Пишет к Вам Данилов Захар Петрович, бывший заведующий магазина из Зайковского райпотребсоюза. Существующее положение в нашей системе потребительской кооперации и в целом по Свердловской области вынуждает меня обратиться к вам с информацией и просьбой. Информировать хочу о  сложившейся ситуации, а просить о содействии и помощи. Умоляю выслушать меня до конца и по возможности принять меры, в том числе, если потребуется, самые суровые.

В течение долгого времени я верой и правдой служил социалистическому государству. Когда стране нужны были мои руки, я без промедления предоставлял их ей, если требовались мозги – я тоже был в первых рядах. Теперь я хочу сообщить партии и Вам, дорогой Иосиф Виссарионович, как претворяются, в кавычках конечно же, священные ленинские заветы в нашей Свердловской области. Постараюсь использовать для этого все свое красноречие, коего, уверяю Вас, у меня предостаточно.

Прежде чем перейти к делу, хотелось бы поблагодарить за те великие дела, совершенные Вами на благо советского народа. Тяжелую ношу приняли Вы, товарищ Сталин, в годы Великой Отечественной войны, Вы спасли нашу страну от врага, но от надвигающейся старости Вы, увы, спастись не можете. Эта мысль засела в моем мозгу так глубоко, что ничем не вытравишь. Миллионы людей на планете с удовольствием бы пожертвовали жизнью, чтобы продлить Вашу жизнь на сорок, пятьдесят, шестьдесят лет. Но к сожалению, медицинская наука пока не располагает механизмами для удлинения человеческого существования.

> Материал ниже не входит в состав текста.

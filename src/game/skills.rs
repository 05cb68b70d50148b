//! Special abilities and trap detonation.
//!
//! Each handler returns whether the skill was consumed. A handler that returns `false`
//! has written nothing.

use std::time::Duration;

use tracing::debug;

use crate::game::combat::{apply_damage, trap_damage};
use crate::game::reach::is_reachable_within;
use crate::game::{CellId, GridState, PlayerId, Roster, SimTime, Skill};

/// How long an EMP keeps cells frozen.
pub const EMP_DURATION: Duration = Duration::from_secs(5);

/// Maximum distance from the player's territory a Deep Strike can land.
pub const DEEP_STRIKE_RANGE: u32 = 2;

/// Deep Strike deals this multiple of the player's power.
pub const DEEP_STRIKE_MULTIPLIER: u32 = 2;

/// Dispatch `skill` used by `actor` on `target`.
///
/// The caller has already rejected frozen targets and eliminated actors.
pub fn apply_skill(
    skill: Skill,
    grid: &mut GridState,
    roster: &Roster,
    actor: PlayerId,
    target: CellId,
    now: SimTime,
) -> bool {
    let used = match skill {
        Skill::Artillery => artillery(grid, roster, actor, target, now),
        Skill::Emp => emp(grid, target, now),
        Skill::DeepStrike => deep_strike(grid, roster, actor, target, now),
        Skill::Trap => place_trap(grid, actor, target, now),
    };
    debug!(player = actor, %skill, cell = %target, used, "skill");
    used
}

/// Damage an enemy cell and every unfrozen enemy neighbor by the actor's power.
fn artillery(grid: &mut GridState, roster: &Roster, actor: PlayerId, target: CellId, now: SimTime) -> bool {
    let Some(cell) = grid.cell(target).copied() else {
        return false;
    };
    if !cell.is_enemy_of(actor) {
        return false;
    }

    let damage = roster.power_of(actor);
    apply_damage(grid, target, damage);

    let splash: Vec<CellId> = grid
        .neighbor_ids(cell.coord)
        .filter(|&id| {
            grid.cell(id)
                .is_some_and(|n| n.is_enemy_of(actor) && !n.is_frozen(now))
        })
        .collect();
    for id in splash {
        apply_damage(grid, id, damage);
    }
    true
}

/// Freeze the target and all its neighbors, whoever owns them.
fn emp(grid: &mut GridState, target: CellId, now: SimTime) -> bool {
    let Some(coord) = grid.coord_of(target) else {
        return false;
    };
    let until = now + EMP_DURATION;
    let neighbors: Vec<CellId> = grid.neighbor_ids(coord).collect();

    grid.set_emp_until(target, until);
    for id in neighbors {
        grid.set_emp_until(id, until);
    }
    true
}

/// Strike a cell near the actor's territory for double power.
///
/// Own cells are reinforced; unowned cells, neutral-contested included, are captured
/// outright with the damage as force; enemy cells are attacked. Captures here never
/// set off traps.
fn deep_strike(grid: &mut GridState, roster: &Roster, actor: PlayerId, target: CellId, now: SimTime) -> bool {
    let Some(cell) = grid.cell(target).copied() else {
        return false;
    };
    if cell.is_frozen(now) || !is_reachable_within(grid, actor, cell.coord, DEEP_STRIKE_RANGE) {
        return false;
    }

    let damage = roster.power_of(actor).saturating_mul(DEEP_STRIKE_MULTIPLIER);
    match cell.owner {
        Some(owner) if owner == actor => {
            grid.set_force(target, cell.force.saturating_add(damage));
        }
        None => {
            grid.set_owner(target, Some(actor));
            grid.set_force(target, damage);
        }
        Some(_) => {
            apply_damage(grid, target, damage);
        }
    }
    true
}

/// Arm a trap on an untrapped cell the actor owns.
fn place_trap(grid: &mut GridState, actor: PlayerId, target: CellId, now: SimTime) -> bool {
    let Some(cell) = grid.cell(target) else {
        return false;
    };
    if cell.is_frozen(now) || !cell.is_owned_by(actor) || cell.has_trap() {
        return false;
    }
    grid.set_trap(target, actor)
}

/// Detonate the trap on `trap_cell` against `capturer`.
///
/// Every unfrozen neighbor owned by the capturer takes the trap owner's trap damage.
/// Returns the number of cells hit. Does not disarm the trap.
pub fn trigger_trap(
    grid: &mut GridState,
    roster: &Roster,
    trap_cell: CellId,
    capturer: PlayerId,
    now: SimTime,
) -> usize {
    let Some(cell) = grid.cell(trap_cell).copied() else {
        return 0;
    };
    let Some(trap_owner) = cell.trap_owner else {
        return 0;
    };

    let damage = trap_damage(roster.power_of(trap_owner));
    let victims: Vec<CellId> = grid
        .neighbor_ids(cell.coord)
        .filter(|&id| {
            grid.cell(id)
                .is_some_and(|n| n.is_owned_by(capturer) && !n.is_frozen(now))
        })
        .collect();
    for &id in &victims {
        apply_damage(grid, id, damage);
    }
    debug!(trap_owner, capturer, damage, hit = victims.len(), "trap triggered");
    victims.len()
}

Утрата мирового авторитета в вашем лице, дорогой Иосиф Виссарионович, будет серьезнее, чем утрата половины населения планеты, ведь Вы столько сделали для дела мира, для всего человечества. Осознав этот факт, я решил во что бы то ни стало, найти средство, способное продлить Вашу жизнь. Ведь люди, подобные Вам, рождаются раз в тысячу лет!

Я долго мучился вопросом, изучал различную медицинскую литературу, и пришел к выводу, что искать продлевающее жизнь снадобье следует среди народных средств. В одной книге я прочел, что древнегреческий математик Пифагор советовал в качестве эликсира долголетия мёд. Рекомендация Пифагора показалась мне обоснованной. Сам лично знаю человека, дожившего до 102 лет. Это Мурашов Иван Трофимович, жил он в Бичурском, это недалеко от Зайково. Сколько его помню, Иван Трофимович занимался пчеловодством, пасеку устроил прямо во дворе. Всю жизнь на свежем воздухе, мед употреблял ежедневно и дожил вот до ста годов. И еще дольше бы жил Мурашов, да отравился грибами. Как выяснилось, в грибах Мурашов не так хорошо разбирался, как в пчелах, и скорее всего перепутал боровик с горчаком или сатанинским грибом. Но то к делу отношения не имеет, факт грибов приведен для наглядной иллюстрации.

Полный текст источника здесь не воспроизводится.